Yes, although applying any linting whatsoever to generated files is probably not a great idea. When we release the CLI, we'll even be able to gitignore these assets and generate them on CI.
This is a cheap enough change to make, though.
When we release the CLI, we'll even be able to gitignore these assets and generate them on CI.
@mattpocock Is there any example on how to do this on GH Actions? thanks in advance!
@horacioh Yes, see the CLI docs:
https://xstate.js.org/docs/packages/xstate-cli/#xstate-cli
YES!! I saw it and forgot to mention it here ;)
HI all !
I'm having the same issue - toying around with a pretty simple machine that typegens this:
export interface Typegen0 {
"@@xstate/typegen": true;
internalEvents: {
"xstate.init": { type: "xstate.init" };
"xstate.stop": { type: "xstate.stop" };
};
invokeSrcNameMap: {};
missingImplementations: {
actions: never;
delays: never;
guards: never;
services: never;
};
eventsCausingActions: {
logEntry: "PLAY" | "STOP";
logExit: "PAUSE" | "STOP" | "xstate.stop";
logPaused: "PAUSE";
};
eventsCausingDelays: {};
eventsCausingGuards: {};
eventsCausingServices: {};
matchesStates: "paused" | "playing" | "stopped";
tags: never;
}
And the warnings as similar to what is described above
Don't use {} as a type. {} actually means "any non-nullish value".
- If you want a type meaning "any object", you probably want 'object' instead.
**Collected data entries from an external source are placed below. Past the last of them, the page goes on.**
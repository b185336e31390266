pub mod analyze;
pub mod history;
pub mod schema;

use chrono::{DateTime, NaiveDate, NaiveTime, TimeZone, Utc};
use clap::{Parser, Subcommand};
use std::path::PathBuf;

#[derive(Parser)]
#[command(name = "loadbalance")]
#[command(
    author,
    version,
    about = "Measure how work is shared across a group and plan how to rebalance it"
)]
pub struct Cli {
    #[command(subcommand)]
    pub command: Commands,

    /// Enable verbose/debug logging
    #[arg(short, long, global = true)]
    pub verbose: bool,
}

#[derive(Subcommand)]
pub enum Commands {
    /// Analyze a group and write reports
    Analyze(AnalyzeArgs),

    /// Show stored analyses for a group
    History(HistoryArgs),

    /// Print JSON Schema for config validation
    Schema,
}

#[derive(Parser, Clone)]
pub struct AnalyzeArgs {
    /// Group to analyze
    #[arg(short, long)]
    pub group: String,

    /// YAML or JSON file with rosters and activity
    #[arg(short, long, env = "LOADBALANCE_DATA")]
    pub data: PathBuf,

    /// Path to config file
    #[arg(short, long, default_value = "loadbalance.yaml")]
    pub config: PathBuf,

    /// Window start (YYYY-MM-DD or RFC 3339); defaults to the current week
    #[arg(long, value_parser = parse_instant)]
    pub from: Option<DateTime<Utc>>,

    /// Window end, exclusive (YYYY-MM-DD or RFC 3339)
    #[arg(long, value_parser = parse_instant)]
    pub to: Option<DateTime<Utc>>,

    /// Override output directory
    #[arg(long)]
    pub report_dir: Option<PathBuf>,

    /// Do not store a snapshot of this analysis
    #[arg(long)]
    pub no_snapshot: bool,

    /// Exit 1 if the imbalance is severe (CI mode)
    #[arg(long)]
    pub fail_on_severe: bool,
}

#[derive(Parser, Clone)]
pub struct HistoryArgs {
    /// Group to show
    #[arg(short, long)]
    pub group: String,

    /// Config file (for the snapshot directory)
    #[arg(short, long, default_value = "loadbalance.yaml")]
    pub config: PathBuf,

    /// Print rows as JSON instead of a table
    #[arg(long)]
    pub json: bool,
}

/// Accept a calendar date (midnight UTC) or a full RFC 3339 timestamp
fn parse_instant(value: &str) -> Result<DateTime<Utc>, String> {
    if let Ok(date) = NaiveDate::parse_from_str(value, "%Y-%m-%d") {
        return Ok(Utc.from_utc_datetime(&date.and_time(NaiveTime::default())));
    }
    DateTime::parse_from_rfc3339(value)
        .map(|dt| dt.with_timezone(&Utc))
        .map_err(|e| format!("expected YYYY-MM-DD or RFC 3339 timestamp: {}", e))
}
- If you want a type meaning "any value", you probably want 'unknown' instead.
- If you want a type meaning "empty object", you probably want 'Record<string, never>' instead.
eslint(@typescript-eslint/ban-types)
So what is the recommended way to handle this ? Add typegen files to eslintignore ?
Thanks
So what is the recommended way to handle this ? Add typegen files to eslintignore ?
Yes, this is a reasonable approach.
I will probably look in the future for alternative approaches for this but the mentioned ESLint rule shouldn't always be blindly trusted anyway. There are some cases for which {} is a better choice than all of the alternatives mentioned in this warning. So I'm not quite treating this as a high-priority issue.